I shall be telling this with a sigh
Somewhere ages and ages hence:
Two roads diverged in a wood, and I—
I took the one less traveled by,
And that has made all the difference.

What’s with that famous sigh? In his letter to his walking buddy, Frost calls it “hypothetical” and “a mock sigh.” By 1965, he was describing the sigh to audiences as “absolutely saving.” Which was it? Mock or life-changing? Could it be both? Had Frost changed his mind about the poem’s meaning, or was his intention less important than the poem’s (likely misread) public reception?

I don’t mean to suggest that if Frost didn’t even know what his poem meant it isn’t worth it for us to try to figure it out, either. But it does reinforce another one of those pervasive poetry myths: that poems can mean absolutely anything readers want them to.

When it comes to “The Red Wheelbarrow” by William Carlos Williams, most readers have the opposite problem. Whereas Frost frustrates because a message we think we understand well disappears upon scrutiny, “The Red Wheelbarrow” locks most of us out from the very beginning.

As with Frost, though, context matters here. I was earning my doctorate when I first learned that “The Red Wheelbarrow” was actually an excerpt. Not only was the poem from a book-length manifesto, Spring and All, that Williams wrote in 1923, but it is also structured as the last section of a longer poem.
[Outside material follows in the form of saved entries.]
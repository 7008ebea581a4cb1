//! Test helpers: a minimal `{d...}` marker extractor.

use std::sync::LazyLock;

use regex::Regex;
use tessera::{Marker, TemplateSource};

static MARKER: LazyLock<Regex> = LazyLock::new(|| Regex::new(r"\{(d[^{}]*)\}").unwrap());

/// Strip `{d...}` markers out of `template`, recording where each one was.
pub fn source(template: &str) -> TemplateSource {
    let mut text = String::with_capacity(template.len());
    let mut markers = Vec::new();
    let mut last = 0;

    for caps in MARKER.captures_iter(template) {
        let whole = caps.get(0).unwrap();
        text.push_str(&template[last..whole.start()]);
        markers.push(Marker::new(text.len(), &caps[1]));
        last = whole.end();
    }
    text.push_str(&template[last..]);

    TemplateSource::new(text, markers)
}
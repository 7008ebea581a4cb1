use serde_json::Value;

use super::Formatters;
use crate::value;

pub(super) fn register(formatters: &mut Formatters) {
    formatters.register("int", |d, _| int(d));
    formatters.register("toFixed", to_fixed);
    formatters.register("toEN", |d, _| to_en(d));
    formatters.register("toFR", |d, _| to_fr(d));
}

/// Truncate toward zero.
pub fn int(d: &Value) -> Value {
    match value::as_number(d) {
        Some(n) if n.is_finite() => Value::from(n.trunc() as i64),
        _ => d.clone(),
    }
}

/// Text with exactly `args[0]` decimals (0 when omitted).
pub fn to_fixed(d: &Value, args: &[Value]) -> Value {
    let decimals = args
        .first()
        .and_then(value::as_number)
        .filter(|n| n.is_finite() && *n >= 0.0)
        .map_or(0, |n| n.min(100.0) as usize);
    match value::as_number(d) {
        Some(n) => Value::String(format!("{:.*}", decimals, n)),
        None => d.clone(),
    }
}

/// Decimal separator becomes `.`.
pub fn to_en(d: &Value) -> Value {
    match d {
        Value::Null | Value::Array(_) | Value::Object(_) => d.clone(),
        other => Value::String(value::to_text(other).replace(',', ".")),
    }
}

/// Decimal separator becomes `,`.
pub fn to_fr(d: &Value) -> Value {
    match d {
        Value::Null | Value::Array(_) | Value::Object(_) => d.clone(),
        other => Value::String(value::to_text(other).replace('.', ",")),
    }
}
//! Conditions written inside index brackets.
//!
//! `d.cars[i, speed>10].brand` repeats only the cars faster than 10, and
//! `d.cars[id=3].brand` binds the first car whose `id` is 3.

use std::cmp::Ordering;
use std::fmt;
use std::sync::LazyLock;

use regex::Regex;
use serde_json::Value;

use crate::value;

#[derive(Debug, Clone, Copy, PartialEq, Eq)]
pub enum Operator {
    Eq,
    Ne,
    Gt,
    Lt,
}

impl Operator {
    fn parse(s: &str) -> Option<Self> {
        match s {
            "=" => Some(Self::Eq),
            "!=" => Some(Self::Ne),
            ">" => Some(Self::Gt),
            "<" => Some(Self::Lt),
            _ => None,
        }
    }

    pub fn as_str(self) -> &'static str {
        match self {
            Self::Eq => "=",
            Self::Ne => "!=",
            Self::Gt => ">",
            Self::Lt => "<",
        }
    }

    fn holds(self, ordering: Option<Ordering>) -> bool {
        match self {
            Self::Eq => ordering == Some(Ordering::Equal),
            Self::Ne => ordering != Some(Ordering::Equal),
            Self::Gt => ordering == Some(Ordering::Greater),
            Self::Lt => ordering == Some(Ordering::Less),
        }
    }
}

/// Left-hand side of a condition.
#[derive(Debug, Clone, PartialEq, Eq)]
pub enum Operand {
    /// Position of the element, named by the group's iterator token.
    /// Negative literals count from the end of the array.
    Index(String),
    /// Dotted attribute path read off the element
    Field(Vec<String>),
}

#[derive(Debug, Clone, PartialEq, Eq)]
pub struct Filter {
    pub left: Operand,
    pub operator: Operator,
    pub right: Value,
}

static CONDITION: LazyLock<Regex> = LazyLock::new(|| {
    Regex::new(r"^([A-Za-z_][A-Za-z0-9_]*(?:\.[A-Za-z_][A-Za-z0-9_]*)*)(!=|=|>|<)(.+)$")
        .expect("condition pattern is valid")
});

impl Filter {
    /// Parse `attr<op>value`. When `attr` is the group's `iterator`, the
    /// condition applies to the element position instead.
    pub(crate) fn parse(token: &str, iterator: Option<&str>) -> Option<Self> {
        let caps = CONDITION.captures(token)?;
        let attr = &caps[1];
        let left = if iterator == Some(attr) {
            Operand::Index(attr.to_string())
        } else {
            Operand::Field(attr.split('.').map(str::to_string).collect())
        };
        Some(Self {
            left,
            operator: Operator::parse(&caps[2])?,
            right: literal(&caps[3]),
        })
    }

    /// Whether `element`, the `index`-th of `len` elements, passes.
    pub fn matches(&self, element: &Value, index: usize, len: usize) -> bool {
        match &self.left {
            Operand::Index(_) => {
                let Some(mut wanted) = self.right.as_f64() else {
                    return false;
                };
                if wanted < 0.0 {
                    wanted += len as f64;
                }
                self.operator.holds((index as f64).partial_cmp(&wanted))
            }
            Operand::Field(path) => {
                let found = path
                    .iter()
                    .try_fold(element, |v, name| value::field(v, name));
                match found {
                    None | Some(Value::Null) => self.operator == Operator::Ne,
                    Some(found) => self.operator.holds(compare(found, &self.right)),
                }
            }
        }
    }
}

/// Whether `element` passes every filter.
pub fn accepts(filters: &[Filter], element: &Value, index: usize, len: usize) -> bool {
    filters.iter().all(|f| f.matches(element, index, len))
}

/// Canonical text of a filter list, e.g. `speed>10,id='a'`.
pub fn describe(filters: &[Filter]) -> String {
    filters
        .iter()
        .map(Filter::to_string)
        .collect::<Vec<_>>()
        .join(",")
}

fn literal(raw: &str) -> Value {
    for q in ['\'', '"'] {
        if let Some(inner) = raw.strip_prefix(q).and_then(|r| r.strip_suffix(q)) {
            return Value::String(inner.to_string());
        }
    }
    if let Ok(n) = raw.parse::<i64>() {
        return Value::from(n);
    }
    if let Ok(f) = raw.parse::<f64>()
        && f.is_finite()
    {
        return Value::from(f);
    }
    Value::String(raw.to_string())
}

// Numbers compare numerically, everything else as text.
fn compare(left: &Value, right: &Value) -> Option<Ordering> {
    if right.is_number()
        && let Some(l) = value::as_number(left)
    {
        return l.partial_cmp(&right.as_f64()?);
    }
    Some(value::to_text(left).as_ref().cmp(value::to_text(right).as_ref()))
}

impl fmt::Display for Operand {
    fn fmt(&self, f: &mut fmt::Formatter<'_>) -> fmt::Result {
        match self {
            Self::Index(name) => f.write_str(name),
            Self::Field(path) => f.write_str(&path.join(".")),
        }
    }
}

impl fmt::Display for Filter {
    fn fmt(&self, f: &mut fmt::Formatter<'_>) -> fmt::Result {
        write!(f, "{}{}", self.left, self.operator.as_str())?;
        match &self.right {
            Value::String(s) => write!(f, "'{}'", s),
            other => write!(f, "{}", other),
        }
    }
}
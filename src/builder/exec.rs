//! The builder interpreter.

use serde_json::{Map, Value};

use super::{Builder, LeafOp, Op};
use crate::assembler::{Fragment, PositionVector};
use crate::config::Escape;
use crate::error::{Error, Result};
use crate::filter::{self, Filter};
use crate::formatter::Formatters;
use crate::scope::{ROOT, ScopeId};
use crate::value;

struct Frame<'v> {
    scope: ScopeId,
    /// Elements that passed the loop's filters
    items: Vec<&'v Value>,
    index: usize,
}

fn select<'v>(items: &'v [Value], filters: &[Filter]) -> Vec<&'v Value> {
    items
        .iter()
        .enumerate()
        .filter(|&(i, item)| filter::accepts(filters, item, i, items.len()))
        .map(|(_, item)| item)
        .collect()
}

impl Builder {
    /// Run the builder on one payload. `Value::Null` stands for "no data".
    pub fn run(&self, data: &Value, formatters: &Formatters) -> Result<Vec<Fragment>> {
        self.validate(formatters)?;

        let empty = Value::Object(Map::new());
        let root = if data.is_null() { &empty } else { data };

        let mut values: Vec<Option<&Value>> = vec![None; self.parents.len()];
        if let Some(slot) = values.get_mut(ROOT) {
            *slot = Some(root);
        }
        let mut frames: Vec<Frame<'_>> = Vec::new();
        let mut prefix: Vec<usize> = Vec::new();
        let mut fragments = Vec::with_capacity(self.leaves.len() + 2);

        if !self.before.is_empty() {
            fragments.push(Fragment::new(PositionVector::new(vec![0]), self.before.as_str()));
        }

        let mut pc = 0;
        while let Some(op) = self.ops.get(pc) {
            match op {
                Op::Bind {
                    scope,
                    parent,
                    access,
                } => {
                    values[*scope] = access.resolve(values[*parent]);
                }
                Op::OpenLoop {
                    scope,
                    parent,
                    access,
                    filters,
                    anchor,
                    close,
                } => {
                    let items = select(value::elements(access.resolve(values[*parent])), filters);
                    let Some(&first) = items.first() else {
                        pc = close + 1;
                        continue;
                    };
                    values[*scope] = Some(first);
                    prefix.push(*anchor);
                    prefix.push(0);
                    frames.push(Frame {
                        scope: *scope,
                        items,
                        index: 0,
                    });
                }
                Op::CloseLoop { open } => {
                    let Some(frame) = frames.last_mut() else {
                        return Err(Error::UnresolvedScopeReference {
                            scope: ROOT,
                            message: format!("loop end at {} without an open loop", pc),
                        });
                    };
                    frame.index += 1;
                    if let Some(&item) = frame.items.get(frame.index) {
                        values[frame.scope] = Some(item);
                        if let Some(index) = prefix.last_mut() {
                            *index = frame.index;
                        }
                        pc = open + 1;
                        continue;
                    }
                    frames.pop();
                    prefix.truncate(prefix.len().saturating_sub(2));
                }
                Op::EmitSeparator { text, point } => {
                    if let Some(frame) = frames.last()
                        && frame.index + 1 < frame.items.len()
                    {
                        let position = PositionVector::at(&prefix, *point);
                        fragments.push(Fragment::new(position, text.as_str()));
                    }
                }
                Op::EmitText { text, point } => {
                    let position = PositionVector::at(&prefix, *point);
                    fragments.push(Fragment::new(position, text.as_str()));
                }
                Op::EmitLeaf { leaf } => {
                    let Some(leaf) = self.leaves.get(*leaf) else {
                        return Err(Error::UnresolvedScopeReference {
                            scope: ROOT,
                            message: format!("op {} refers to unknown leaf {}", pc, leaf),
                        });
                    };
                    let value = self.substitute(leaf, &values, formatters)?;
                    let mut text = String::with_capacity(leaf.before.len() + value.len());
                    text.push_str(&leaf.before);
                    text.push_str(&value);
                    fragments.push(Fragment::new(PositionVector::at(&prefix, leaf.point), text));
                }
            }
            pc += 1;
        }

        if !self.after.is_empty() {
            fragments.push(Fragment::new(
                PositionVector::new(vec![self.after_point]),
                self.after.as_str(),
            ));
        }
        log::trace!("builder emitted {} fragments", fragments.len());
        Ok(fragments)
    }

    fn substitute(
        &self,
        leaf: &LeafOp,
        values: &[Option<&Value>],
        formatters: &Formatters,
    ) -> Result<String> {
        let bound = values.get(leaf.scope).copied().flatten();
        let Some(found) = bound.and_then(|v| value::field(v, &leaf.attribute)) else {
            return Ok(String::new());
        };
        if found.is_null() {
            return Ok(String::new());
        }

        let text = if leaf.expr.is_identity() {
            value::to_text(found).into_owned()
        } else {
            let lookup = |up: usize, name: &str| {
                let mut scope = leaf.scope;
                for _ in 0..up {
                    scope = self.parents.get(scope).copied().flatten()?;
                }
                values
                    .get(scope)
                    .copied()
                    .flatten()
                    .and_then(|v| value::field(v, name))
                    .cloned()
            };
            let formatted = leaf.expr.apply(found, formatters, lookup)?;
            value::to_text(&formatted).into_owned()
        };

        Ok(match self.escape {
            Escape::None => text,
            Escape::Xml => value::escape_xml(&text).into_owned(),
        })
    }
}

#[cfg(test)]
mod tests {
    use serde_json::json;

    use super::*;
    use crate::assembler::assemble;
    use crate::config::{Config, ConfigBuilder, Unterminated};
    use crate::decomposer::decompose;
    use crate::interleave::Layout;
    use crate::marker::Marker;
    use crate::sequencer::sequence;

    fn builder(markers: &[(usize, &str)], layout: &Layout, config: &Config) -> Builder {
        let markers: Vec<Marker> = markers.iter().map(|&(o, p)| Marker::new(o, p)).collect();
        let graph = decompose(&markers, Unterminated::Permissive).unwrap();
        Builder::compile(&graph, &sequence(&graph), layout, config).unwrap()
    }

    #[test]
    fn positions_follow_loop_nesting() {
        let b = builder(
            &[
                (0, "d[i].name"),
                (3, "d[i].skills[j]"),
                (5, "d[i].skills[j+1]"),
                (9, "d[i+1].name"),
            ],
            &Layout::bare("", ""),
            &Config::default(),
        );
        let data = json!([
            {"name": "A", "skills": ["x", "y"]},
            {"name": "B", "skills": []}
        ]);
        let fragments = b.run(&data, &Formatters::new()).unwrap();
        let positions: Vec<(Vec<usize>, &str)> = fragments
            .iter()
            .map(|f| (f.position.0.clone(), f.text.as_str()))
            .collect();
        assert_eq!(
            positions,
            vec![
                (vec![1, 0, 2, 0, 2], "x"),
                (vec![1, 0, 2, 1, 2], "y"),
                (vec![1, 0, 1], "A"),
                (vec![1, 1, 1], "B"),
            ]
        );
        assert_eq!(assemble(fragments), "AxyB");
    }

    #[test]
    fn missing_data_is_empty() {
        let b = builder(
            &[
                (0, "d.a.b"),
                (1, "d.list[i].x:upperCase"),
                (2, "d.list[i+1].x"),
                (3, "d.n:print('z')"),
            ],
            &Layout::bare("<", ">"),
            &Config::default(),
        );
        let formatters = Formatters::with_builtins();
        assert_eq!(assemble(b.run(&Value::Null, &formatters).unwrap()), "<>");
        assert_eq!(
            assemble(b.run(&json!({"a": 3, "list": "nope", "n": null}), &formatters).unwrap()),
            "<>"
        );
    }

    #[test]
    fn dynamic_arguments_read_bound_values() {
        let b = builder(
            &[
                (0, "d.items[i].qty:print(.unit)"),
                (1, "d.items[i].qty:print(..currency)"),
                (2, "d.items[i+1].qty"),
            ],
            &Layout::bare("", ""),
            &Config::default(),
        );
        let data = json!({"currency": "EUR", "items": [{"qty": 1, "unit": "kg"}]});
        let out = assemble(b.run(&data, &Formatters::with_builtins()).unwrap());
        assert_eq!(out, "kgEUR");
    }

    #[test]
    fn xml_escape_applies_to_values_only() {
        let config = ConfigBuilder::default().escape(Escape::Xml).build();
        let b = builder(&[(0, "d.name")], &Layout::bare("<p>", "</p>"), &config);
        let out = assemble(b.run(&json!({"name": "Tom & <Jerry>"}), &Formatters::new()).unwrap());
        assert_eq!(out, "<p>Tom &amp; &lt;Jerry&gt;</p>");
    }

    #[test]
    fn missing_formatter_is_reported_before_running() {
        let b = builder(&[(0, "d.name:nope")], &Layout::bare("", ""), &Config::default());
        let err = b.run(&json!({}), &Formatters::with_builtins()).unwrap_err();
        assert!(matches!(err, Error::MissingFormatter { ref name, .. } if name == "nope"));
    }

    #[test]
    fn filtered_elements_emit_nothing() {
        let layout = Layout::bare("", "");
        let b = builder(
            &[
                (0, "d.cars[i, speed>10].brand"),
                (0, "d.cars[i+1, speed>10].brand"),
                (0, "d.cars[brand='Fiat'].speed"),
            ],
            &layout,
            &Config::default(),
        );
        let data = json!({"cars": [
            {"brand": "Tesla", "speed": 12},
            {"brand": "Fiat", "speed": 8},
            {"brand": "BMW", "speed": 11}
        ]});
        let fragments = b.run(&data, &Formatters::new()).unwrap();
        let positions: Vec<(Vec<usize>, &str)> = fragments
            .iter()
            .map(|f| (f.position.0.clone(), f.text.as_str()))
            .collect();
        assert_eq!(
            positions,
            vec![
                (vec![1, 0, 1], "Tesla"),
                (vec![1, 1, 1], "BMW"),
                (vec![3], "8"),
            ]
        );
    }
}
It’s astonishing that, for nearly a century, we’ve surgically removed these few lines and expected readers to make sense of them.

It’s very difficult to boil down Spring and All to a few easy soundbites. The book shows an acrobatic mind trying on ideas, trying to discover in the process what poetry is and is not, what the role of the imagination should be in art, and, especially, how to capture different kinds of modern people through poetry. For Williams, poetry should be about creating new forms to capture the “rhythm” of humanity: “the cresence and ebb of this force, shifting from class to class and location to location.” The poem that follows does exactly that, skipping from teenage boys to young lovers, and finally to that famous red wheelbarrow. Situated as a culmination, these lines clearly exemplify for Williams the new forms and rhythms needed to create “imaginative reality.” The “so much” that depends upon that red wheelbarrow is enormous for Williams: it’s poetry itself, labor, class, human endeavor, past and present life. But this is impossible to understand without the context of Spring and All—and frankly, it’s not so easy with the context, either.

The fact is that both “The Red Wheelbarrow” and “The Road Not Taken” are some of the first examples of serious poetry readers usually encounter, in high school English, or even earlier. And if these poems strike a chord and open a reader up to more experiences with literature, then that’s all that really matters. But I suspect that, instead, these slippery poems may be the very ones helping to solidify myths that poetry evangelists like me have become all too familiar with.